Precision entered into a partnership with Eli Lilly in November 2020 to use ARCUS editing for up to six in vivo targets connected to genetic disorders, beginning with Duchenne muscular dystrophy. In September 2021, Precision announced two more collaborations, with UK biotechnology company Tiziana Life Sciences to explore using foralumab to aid chimeric antigen receptor (CAR) T cell therapy, and with Philadelphia-based iECURE to advance candidates into clinical trials and investigate how ARCUS can help treat liver diseases. Michael Amoroso, the former CEO of cell and gene therapy developer Abeona Therapeutics, succeeded Matt Kane as President and CEO in October 2021. That December, Precision announced its entry into an agreement with a syndicate of investors led by ACCELR8 to spin off its subsidiary, Elo Life Systems, and create an independent company focused on food and agriculture business.

== ARCUS genome editing ==
Precision BioSciences' proprietary technology is the ARCUS platform and ARCUS nucleases. ARCUS nucleases are based on a naturally occurring genome editing enzyme, I-CreI, a homing endonuclease that evolved in the algae Chlamydomonas reinhardtii to make highly specific cuts and DNA insertions in cellular DNA. The nuclease is able to deactivate itself once gene edits are made, which minimizes potential off-targeting. An ARCUS nuclease is also much smaller in size than CRISPR spCas9. It can use either adeno-associated virus (AAV) vectors or lipid nanoparticles (LNPs) for delivery to specific tissues and cells. Precision has used ARCUS nucleases to develop multiple ex vivo allogeneic, "off-the-shelf" CAR T cell immunotherapies in early-stage clinical trials. The company also uses ARCUS for in vivo gene editing programs, some of which are in preclinical development as of May 2022.

Similar to I-CreI, ARCUS nucleases generate a unique cleavage site in DNA that is characterized by four-base-pair, 3' overhangs. ARCUS nucleases can perform a range of complex edits, including gene insertion, gene excision, and gene repair. ARCUS nucleases are able to enact all editing operations in one step, which enables efficient multiplexing of edits.

Precision has demonstrated some additional applications of the ARCUS platform, including treating ornithine transcarbamylase deficiency in newborn nonhuman primates and in the use of a LNP to treat chronic Hepatitis B. The company is also pursuing PBGENE-PCSK9, a candidate to treat familial hypercholesterolemia, and PBGENE-PH1, a candidate to treat primary hyperoxaluria type 1.

== Clinical trials ==
Precision is in the process of developing multiple candidates targeting non-Hodgkin lymphoma, acute lymphoblastic leukemia (ALL), and multiple myeloma. The company's lead candidate targeting CD19, PBCAR0191, received orphan drug designation from the U.S. Food and Drug Administration for the treatment of ALL and mantle cell lymphoma, an aggressive subtype of non-Hodgkin lymphoma, as well as fast track designation for the treatment of B-cell ALL. PBCAR0191 began its Phase 1/2a clinical trial of adult subjects in March 2019. In June 2022, Precision reported a 100% response rate, a 73% complete response rate, and a 50% durable response rate, and the company sought to increase enrollment in the study.

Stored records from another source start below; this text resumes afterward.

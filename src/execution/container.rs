//! Sandbox lifecycle handle.
//!
//! A [`Sandbox`] owns one engine-side instance from creation until it is
//! removed. Removal is explicit on every normal path; if the handle is
//! dropped while still owning an instance (panic, task cancellation), the
//! drop schedules a forced removal on the runtime.

use std::sync::Arc;

use chrono::{DateTime, Utc};
use tracing::{debug, warn};

use crate::error::EngineError;
use crate::execution::engine::{AttachedChannel, SandboxEngine, SandboxSpec, SandboxStatus};

/// Phase of a job's lifecycle. Phases advance strictly in order.
#[derive(Debug, Clone, Copy, PartialEq, Eq, PartialOrd, Ord)]
pub enum JobPhase {
    Created,
    WorkspaceReady,
    SandboxCreated,
    SandboxStarted,
    Attached,
    Draining,
    Terminated,
    Removed,
}

impl std::fmt::Display for JobPhase {
    fn fmt(&self, f: &mut std::fmt::Formatter<'_>) -> std::fmt::Result {
        let name = match self {
            JobPhase::Created => "created",
            JobPhase::WorkspaceReady => "workspace-ready",
            JobPhase::SandboxCreated => "sandbox-created",
            JobPhase::SandboxStarted => "sandbox-started",
            JobPhase::Attached => "attached",
            JobPhase::Draining => "draining",
            JobPhase::Terminated => "terminated",
            JobPhase::Removed => "removed",
        };
        f.write_str(name)
    }
}

/// An engine-side sandbox instance owned by one job.
pub struct Sandbox {
    id: String,
    engine: Arc<dyn SandboxEngine>,
    created_at: DateTime<Utc>,
    removed: bool,
}

impl Sandbox {
    /// Creates the instance. It is not started.
    pub async fn create(
        engine: Arc<dyn SandboxEngine>,
        spec: &SandboxSpec,
    ) -> Result<Self, EngineError> {
        let id = engine.create_sandbox(spec).await?;
        debug!(sandbox_id = %id, image = %spec.image, "Sandbox created");

        Ok(Self {
            id,
            engine,
            created_at: Utc::now(),
            removed: false,
        })
    }

    pub fn id(&self) -> &str {
        &self.id
    }

    pub fn created_at(&self) -> DateTime<Utc> {
        self.created_at
    }

    pub async fn start(&self) -> Result<(), EngineError> {
        self.engine.start_sandbox(&self.id).await
    }

    pub async fn attach(&self) -> Result<AttachedChannel, EngineError> {
        self.engine.attach_sandbox(&self.id).await
    }

    /// Waits for the sandbox to stop running; returns the exit code.
    pub async fn wait(&self) -> Result<i64, EngineError> {
        self.engine.wait_sandbox(&self.id).await
    }

    /// Logs the current state and recent output of the sandbox.
    ///
    /// Operator diagnostics only; failures are logged and ignored.
    pub async fn log_diagnostics(&self, reason: &str) {
        let state = match self.engine.inspect_sandbox(&self.id).await {
            Ok(status) => status.to_string(),
            Err(e) => format!("inspect failed: {e}"),
        };
        let logs = match self.engine.sandbox_logs(&self.id).await {
            Ok(logs) => logs,
            Err(e) => format!("logs unavailable: {e}"),
        };

        warn!(
            sandbox_id = %self.id,
            reason = reason,
            state = %state,
            logs = %logs,
            "Sandbox diagnostics"
        );
    }

    pub async fn status(&self) -> Result<SandboxStatus, EngineError> {
        self.engine.inspect_sandbox(&self.id).await
    }

    /// Force-removes the instance.
    ///
    /// Failures are logged, never returned, so they cannot replace the
    /// job's own result.
    pub async fn remove(mut self) {
        let result = self.engine.remove_sandbox(&self.id).await;
        self.removed = true;
        match result {
            Ok(()) => debug!(sandbox_id = %self.id, "Sandbox removed"),
            Err(e) => warn!(sandbox_id = %self.id, error = %e, "Failed to remove sandbox"),
        }
    }
}

impl std::fmt::Debug for Sandbox {
    fn fmt(&self, f: &mut std::fmt::Formatter<'_>) -> std::fmt::Result {
        f.debug_struct("Sandbox")
            .field("id", &self.id)
            .field("created_at", &self.created_at)
            .field("removed", &self.removed)
            .finish()
    }
}

impl Drop for Sandbox {
    fn drop(&mut self) {
        if self.removed {
            return;
        }

        warn!(sandbox_id = %self.id, "Sandbox dropped without removal, scheduling removal");
        let Ok(runtime) = tokio::runtime::Handle::try_current() else {
            warn!(sandbox_id = %self.id, "No runtime available, sandbox leaked");
            return;
        };

        let engine = Arc::clone(&self.engine);
        let id = std::mem::take(&mut self.id);
        runtime.spawn(async move {
            if let Err(e) = engine.remove_sandbox(&id).await {
                warn!(sandbox_id = %id, error = %e, "Deferred sandbox removal failed");
            }
        });
    }
}
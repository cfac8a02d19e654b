//! Sandboxed execution layer.
//!
//! Runs one code submission per job inside a disposable, resource-capped
//! container, using the bollard crate to talk to the Docker engine.
//!
//! # Architecture
//!
//! ```text
//! EngineContext ──► Executor::execute
//!                     ├─ WorkspaceManager::create ──► Workspace (dropped → deleted)
//!                     ├─ Sandbox::create / start / attach
//!                     ├─ demux::drain  ║  Sandbox::wait (deadline)
//!                     └─ Sandbox::remove
//! ```
//!
//! # Example
//!
//! ```ignore
//! use std::sync::Arc;
//! use code_runner::execution::{
//!     EngineContext, ExecutionRequest, Executor, ExecutorSettings, WorkspaceManager,
//! };
//! use code_runner::languages::LanguageRegistry;
//!
//! let executor = Executor::new(
//!     Arc::new(EngineContext::connected(engine)),
//!     Arc::new(LanguageRegistry::builtin()),
//!     WorkspaceManager::new("/tmp/code-runner"),
//!     ExecutorSettings::default(),
//! );
//! let outcome = executor
//!     .execute(ExecutionRequest::new("python", "print('hello')"))
//!     .await?;
//! assert_eq!(outcome.stdout, "hello\n");
//! ```

pub mod connection;
pub mod container;
pub mod demux;
pub mod docker_client;
pub mod engine;
pub mod job;
pub mod orchestrator;
pub mod resources;
pub mod workspace;

pub use connection::{connect_with_retry, ConnectionResult, ConnectionState, EngineContext};
pub use container::{JobPhase, Sandbox};
pub use demux::{CapturedOutput, Frame, StreamKind};
pub use docker_client::DockerEngine;
pub use engine::{AttachedChannel, SandboxEngine, SandboxSpec, SandboxStatus};
pub use job::{ExecutionOutcome, ExecutionRequest, Job};
pub use orchestrator::{Executor, ExecutorSettings};
pub use resources::ExecutionLimits;
pub use workspace::{Workspace, WorkspaceManager};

Precision is also developing PBCAR19B as an anti-CD19 stealth cell candidate that employs a single gene edit to knock down beta-2 microglobulin, for which a Phase 1 study began in June 2021. The company is also conducting a Phase 1/2a clinical trial evaluating PBCAR269A, its investigational allogeneic B-cell maturation antigen-targeted CAR T cell therapy, for the treatment of multiple myleloma. PBCAR269A began its Phase 1 trials in April 2020, and as of July 2022 had moved onto recruitment for its Phase 1/2a study, which features PBCAR269A in combination with nirogacestat, a gamma secretase inhibitor. In 2020, the FDA granted fast track designation to PBCAR269A for the treatment of relapsed or refractory multiple myeloma, having previously provided orphan drug designation.